State Bank of India (SBI) reported a 58.6% rise in net profit to 502.32 billion rupees for the fiscal year ended March 31. Gross advances rose 15.99% to 32.692 trillion rupees, while provisions declined. It marked the first time SBI's net profit topped 500 billion rupees, according to the bank's May 18 earnings statement. Fourth-quarter net profit was up 83.2% year over year to 166.95 billion rupees.
The full-year income also beat S&P Global Capital IQ's GAAP estimate of 491.22 billion rupees. The bank's full-year net interest margin was up 22 basis points to 3.58% from 3.36% in the previous fiscal year, according to the earnings report.
The bank's loan book will "have an opportunity of growing," SBI Chairman Dinesh Kumar Khara said during the bank's May 18 earnings call. "As far as the loan book is concerned, we should be growing somewhere in the range of between 12% to 14% overall."

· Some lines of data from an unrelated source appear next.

use super::window_handle::{Area, WindowHandle};

/// Kind of geometry change applied with [`WindowSystem::set_window_pos`]. None of them alters
/// the z-order.
#[derive(Debug, Clone, Copy, PartialEq, Eq)]
pub enum GeometryUpdate {
    /// Fits an attached window into its placeholder and recomputes its frame
    Embed,
    /// Keeps a placeholder (or its attached window) in sync without activating it
    Follow,
    /// Moves a detached window back to its original rect and redraws its frame
    Restore,
}

/// Native windowing calls used by the host.
///
/// Styles are the raw pointer-sized style words: values read with [`WindowSystem::style`] must
/// be accepted back verbatim by [`WindowSystem::set_style`].
pub trait WindowSystem {
    /// Creates a child placeholder window (initially 1x1) under `parent`
    fn create_placeholder(&self, parent: WindowHandle) -> Option<WindowHandle>;
    fn destroy_window(&self, window: WindowHandle);

    fn is_window(&self, window: WindowHandle) -> bool;
    fn is_visible(&self, window: WindowHandle) -> bool;
    fn show_window(&self, window: WindowHandle, visible: bool);

    /// Returns the null handle when the window has no parent
    fn parent(&self, window: WindowHandle) -> WindowHandle;
    fn set_parent(&self, window: WindowHandle, parent: WindowHandle);
    fn owner(&self, window: WindowHandle) -> Option<WindowHandle>;
    fn process_id(&self, window: WindowHandle) -> Option<u32>;

    fn style(&self, window: WindowHandle) -> isize;
    fn set_style(&self, window: WindowHandle, style: isize);
    fn ex_style(&self, window: WindowHandle) -> isize;
    fn set_ex_style(&self, window: WindowHandle, ex_style: isize);

    /// Window rect in screen coordinates
    fn window_rect(&self, window: WindowHandle) -> Option<Area>;
    /// Position is relative to the parent's client area for child windows
    fn set_window_pos(&self, window: WindowHandle, area: Area, update: GeometryUpdate) -> bool;
    /// Converts a screen point into the client coordinates of `reference`
    fn screen_to_client(&self, reference: WindowHandle, point: (i32, i32)) -> Option<(i32, i32)>;

    /// All top-level windows, in the order the OS enumerates them
    fn top_level_windows(&self) -> Vec<WindowHandle>;
}

impl<W: WindowSystem> WindowSystem for std::rc::Rc<W> {
    fn create_placeholder(&self, parent: WindowHandle) -> Option<WindowHandle> {
        (**self).create_placeholder(parent)
    }

    fn destroy_window(&self, window: WindowHandle) {
        (**self).destroy_window(window)
    }

    fn is_window(&self, window: WindowHandle) -> bool {
        (**self).is_window(window)
    }

    fn is_visible(&self, window: WindowHandle) -> bool {
        (**self).is_visible(window)
    }

    fn show_window(&self, window: WindowHandle, visible: bool) {
        (**self).show_window(window, visible)
    }

    fn parent(&self, window: WindowHandle) -> WindowHandle {
        (**self).parent(window)
    }

    fn set_parent(&self, window: WindowHandle, parent: WindowHandle) {
        (**self).set_parent(window, parent)
    }

    fn owner(&self, window: WindowHandle) -> Option<WindowHandle> {
        (**self).owner(window)
    }

    fn process_id(&self, window: WindowHandle) -> Option<u32> {
        (**self).process_id(window)
    }

    fn style(&self, window: WindowHandle) -> isize {
        (**self).style(window)
    }

    fn set_style(&self, window: WindowHandle, style: isize) {
        (**self).set_style(window, style)
    }

    fn ex_style(&self, window: WindowHandle) -> isize {
        (**self).ex_style(window)
    }

    fn set_ex_style(&self, window: WindowHandle, ex_style: isize) {
        (**self).set_ex_style(window, ex_style)
    }

    fn window_rect(&self, window: WindowHandle) -> Option<Area> {
        (**self).window_rect(window)
    }

    fn set_window_pos(&self, window: WindowHandle, area: Area, update: GeometryUpdate) -> bool {
        (**self).set_window_pos(window, area, update)
    }

    fn screen_to_client(&self, reference: WindowHandle, point: (i32, i32)) -> Option<(i32, i32)> {
        (**self).screen_to_client(reference, point)
    }

    fn top_level_windows(&self) -> Vec<WindowHandle> {
        (**self).top_level_windows()
    }
}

Still, SBI has "to be very mindful of the fact that for the system as a whole, a significant portion of the credit growth is coming from the retail. And the retail demand is all season — all season demand," Khara said.
The Reserve Bank of India expects the economy to grow 6.5% in the year to March 31, 2024, after an estimated 7.0% expansion in the previous fiscal year, according to an April 6 statement. The central bank increased its policy repo rate cumulatively by 250 basis points in the last 11 months starting May, though it held steady at the last policy review in April.

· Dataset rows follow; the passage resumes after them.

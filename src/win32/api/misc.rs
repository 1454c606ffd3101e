use widestring::U16CString;
use windows::core::PCWSTR;
use windows::Win32::Foundation::HMODULE;
use windows::Win32::System::LibraryLoader::GetModuleHandleW;

pub fn get_module_handle() -> Option<HMODULE> {
    unsafe { GetModuleHandleW(PCWSTR::null()) }
        .inspect_err(|e| log::error!("GetModuleHandleW failed: {}", e))
        .ok()
}

/// Null-terminated wide string; `None` if `s` contains a nul character
pub fn to_wide(s: &str) -> Option<U16CString> {
    U16CString::from_str(s)
        .inspect_err(|_| log::error!("Invalid window string: {:?}", s))
        .ok()
}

SBI has continued to outpace systemic credit growth, led by higher retail and small-and-medium-enterprises growth, according to a May 19 note from Emkay Global. The wealth management company said it raised its earnings estimate for the current fiscal year, factoring in higher treasury gains and lower loan loss provisions.

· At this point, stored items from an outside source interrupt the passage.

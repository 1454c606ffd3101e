use log::LevelFilter;
use log4rs::append::console::{ConsoleAppender, Target};
use log4rs::append::rolling_file::policy::compound::roll::fixed_window::FixedWindowRoller;
use log4rs::append::rolling_file::policy::compound::trigger::size::SizeTrigger;
use log4rs::append::rolling_file::policy::compound::CompoundPolicy;
use log4rs::append::rolling_file::RollingFileAppender;
use log4rs::config::{Appender, Root};
use log4rs::encode::pattern::PatternEncoder;
use log4rs::filter::threshold::ThresholdFilter;

const FILE_SIZE: u64 = 10 * 1024 * 1024; // INFO: 10 MB
const NUM_FILES: u32 = 3;

/// Console logs go to stderr: stdout is reserved to the channel responses
pub fn init_logger(file_all: bool, file_errors: bool, level: LevelFilter) -> Result<(), String> {
    let pattern = PatternEncoder::new("{h({d(%Y-%m-%d %H:%M:%S)} {({l}):5.5} {f}:{L})}: {m}{n}");
    let console = ConsoleAppender::builder()
        .target(Target::Stderr)
        .encoder(Box::new(pattern.clone()))
        .build();

    let mut config_builder =
        log4rs::config::Config::builder().appender(Appender::builder().build("console", Box::new(console)));
    let mut root_builder = Root::builder().appender("console");

    if file_all {
        let log_file_all = rolling_file("./logs/preview_host.log", "./logs/preview_host.{}.gz", &pattern)?;
        config_builder = config_builder.appender(Appender::builder().build("file_all", Box::new(log_file_all)));
        root_builder = root_builder.appender("file_all");
    }

    if file_errors {
        let log_file_errors = rolling_file("./logs/errors.log", "./logs/errors.{}.gz", &pattern)?;
        config_builder = config_builder.appender(
            Appender::builder()
                .filter(Box::new(ThresholdFilter::new(LevelFilter::Error)))
                .build("file_errors", Box::new(log_file_errors)),
        );
        root_builder = root_builder.appender("file_errors");
    }

    let config = config_builder
        .build(root_builder.build(level))
        .map_err(|e| e.to_string())?;
    log4rs::init_config(config).map_err(|e| e.to_string())?;

    log_panics::init();
    Ok(())
}

fn rolling_file(path: &str, archive_pattern: &str, pattern: &PatternEncoder) -> Result<RollingFileAppender, String> {
    let roller = FixedWindowRoller::builder()
        .build(archive_pattern, NUM_FILES)
        .map_err(|e| e.to_string())?;
    let policy = CompoundPolicy::new(Box::new(SizeTrigger::new(FILE_SIZE)), Box::new(roller));

    RollingFileAppender::builder()
        .encoder(Box::new(pattern.clone()))
        .build(path, Box::new(policy))
        .map_err(|e| e.to_string())
}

SBI will focus on improving income in the next fiscal year, Khara said. "Our effort and endeavor is to improve our income. And with that in mind, what we have seen in the current financial year, if at all, we improve our income and also we keep the [nonperforming assets] in check, quality of assets remain the best, then perhaps we're in a position to address these challenges."
One of the key challenges for the bank is to keep its costs in check, Khara said, noting that comes from "certain rigidities in our structure" where 18% to 19% of costs is on retiral benefits. "I think as a strategy, we are very clear in our mind that the rigidities we'll have to live with and we'll have to only think in terms of improving our income and cost, we are trying to contain and control with the help of our digital engine," Khara said.
As of May 18, US$1 was equivalent to 82.76 Indian rupees.